Lokales Wundmanagement/ Wundtherapie:

  • Stadienabhängiges Vorgehen
    • Exsudations- und Inflammationsphase
      • Débridement (Wundtoilette): Um eine Heilung der Wunde zu ermöglichen, sollte bei einem Debridement avitales (Gewebe sowie Fremdkörper entfernt und der Wundgrund gereinigt werden. 

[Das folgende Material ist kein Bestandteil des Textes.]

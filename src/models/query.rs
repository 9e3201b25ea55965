//! Query-related data models.
//!
//! This module defines statement parameters and raw result sets.

use serde::{Deserialize, Serialize};
use serde_json::Value as JsonValue;

/// A parameter value for parameterized statements.
#[derive(Debug, Clone, PartialEq, Serialize, Deserialize)]
#[serde(untagged)]
pub enum QueryParam {
    /// NULL value
    Null,
    /// Boolean value
    Bool(bool),
    /// Integer value (stored as i64 for maximum range)
    Int(i64),
    /// Floating point value
    Float(f64),
    /// String value
    String(String),
    /// Structured JSON value, bound as the engine's JSON type
    Json(JsonValue),
}

impl QueryParam {
    /// Check if this parameter is null.
    pub fn is_null(&self) -> bool {
        matches!(self, Self::Null)
    }

    /// Get the type name of this parameter for debugging.
    pub fn type_name(&self) -> &'static str {
        match self {
            Self::Null => "null",
            Self::Bool(_) => "bool",
            Self::Int(_) => "int",
            Self::Float(_) => "float",
            Self::String(_) => "string",
            Self::Json(_) => "json",
        }
    }
}

impl From<bool> for QueryParam {
    fn from(v: bool) -> Self {
        Self::Bool(v)
    }
}

impl From<i32> for QueryParam {
    fn from(v: i32) -> Self {
        Self::Int(v.into())
    }
}

impl From<i64> for QueryParam {
    fn from(v: i64) -> Self {
        Self::Int(v)
    }
}

impl From<f64> for QueryParam {
    fn from(v: f64) -> Self {
        Self::Float(v)
    }
}

impl From<&str> for QueryParam {
    fn from(v: &str) -> Self {
        Self::String(v.to_string())
    }
}

impl From<String> for QueryParam {
    fn from(v: String) -> Self {
        Self::String(v)
    }
}

impl From<JsonValue> for QueryParam {
    fn from(v: JsonValue) -> Self {
        Self::Json(v)
    }
}

impl<T: Into<QueryParam>> From<Option<T>> for QueryParam {
    fn from(v: Option<T>) -> Self {
        v.map(Into::into).unwrap_or(Self::Null)
    }
}

/// Render parameters for log output.
pub fn stringify_params(params: &[QueryParam]) -> String {
    serde_json::to_string(params).unwrap_or_else(|_| format!("{:?}", params))
}

#[derive(Debug, Clone, PartialEq, Serialize, Deserialize)]
pub struct ColumnMetadata {
    pub name: String,
    /// Database-specific type (e.g., "INT", "VARCHAR", "int8")
    pub type_name: String,
    pub nullable: bool,
}

impl ColumnMetadata {
    /// Create new column metadata.
    pub fn new(name: impl Into<String>, type_name: impl Into<String>, nullable: bool) -> Self {
        Self {
            name: name.into(),
            type_name: type_name.into(),
            nullable,
        }
    }
}

/// Raw result of one executed statement.
#[derive(Debug, Clone, Default, PartialEq, Serialize, Deserialize)]
pub struct QueryOutput {
    /// Empty when the statement returned no rows.
    pub columns: Vec<ColumnMetadata>,
    pub rows: Vec<serde_json::Map<String, JsonValue>>,
    pub rows_affected: u64,
    /// MySQL only
    #[serde(skip_serializing_if = "Option::is_none")]
    pub last_insert_id: Option<u64>,
}

impl QueryOutput {
    /// Create a result carrying only an affected-row count.
    pub fn affected(rows_affected: u64) -> Self {
        Self {
            rows_affected,
            ..Default::default()
        }
    }

    /// Get the number of rows in the result.
    pub fn row_count(&self) -> usize {
        self.rows.len()
    }

    /// First row, if any.
    pub fn first(&self) -> Option<&serde_json::Map<String, JsonValue>> {
        self.rows.first()
    }

    /// Value of `column` in the first row.
    pub fn scalar(&self, column: &str) -> Option<&JsonValue> {
        self.first().and_then(|row| row.get(column))
    }
}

        • Spülung mit steriler Ringer- oder physiologischer Kochsalzlösung
        • mechanisches Débridement: Entfernung lockerer Wundbelege mittels sterilen Baumwollkompressen
        • chirurgisches Débridement: Beseitigung fest anhaftender Belege oder Nekrosen (Gewebetod) durch scharfes, chirurgisches Débridement
      • Einsatz von Materialien mit hoher Saugkraft und Bindungskapazität: Alginate und Hydrofasern; diese binden Exsudat ("Wundflüssigkeit") und Zelldetritus (Reste von Zell- und Gewebsverfall)
      • Bakterielle Besiedelung des Dekubitus: desinfizierende Wundreinigung erforderlich
      • Systemische Inflammation: Antibiotikatherapie
    • Granulationsphase: Die Granulation (sichtbares Auftreten von körnchenartigen Strukturen) wird durch feuchte Wundverbände unterstützt; verschiedenste Wirkstoffe wie Aktivkohle oder Alginat werden eingesetzt.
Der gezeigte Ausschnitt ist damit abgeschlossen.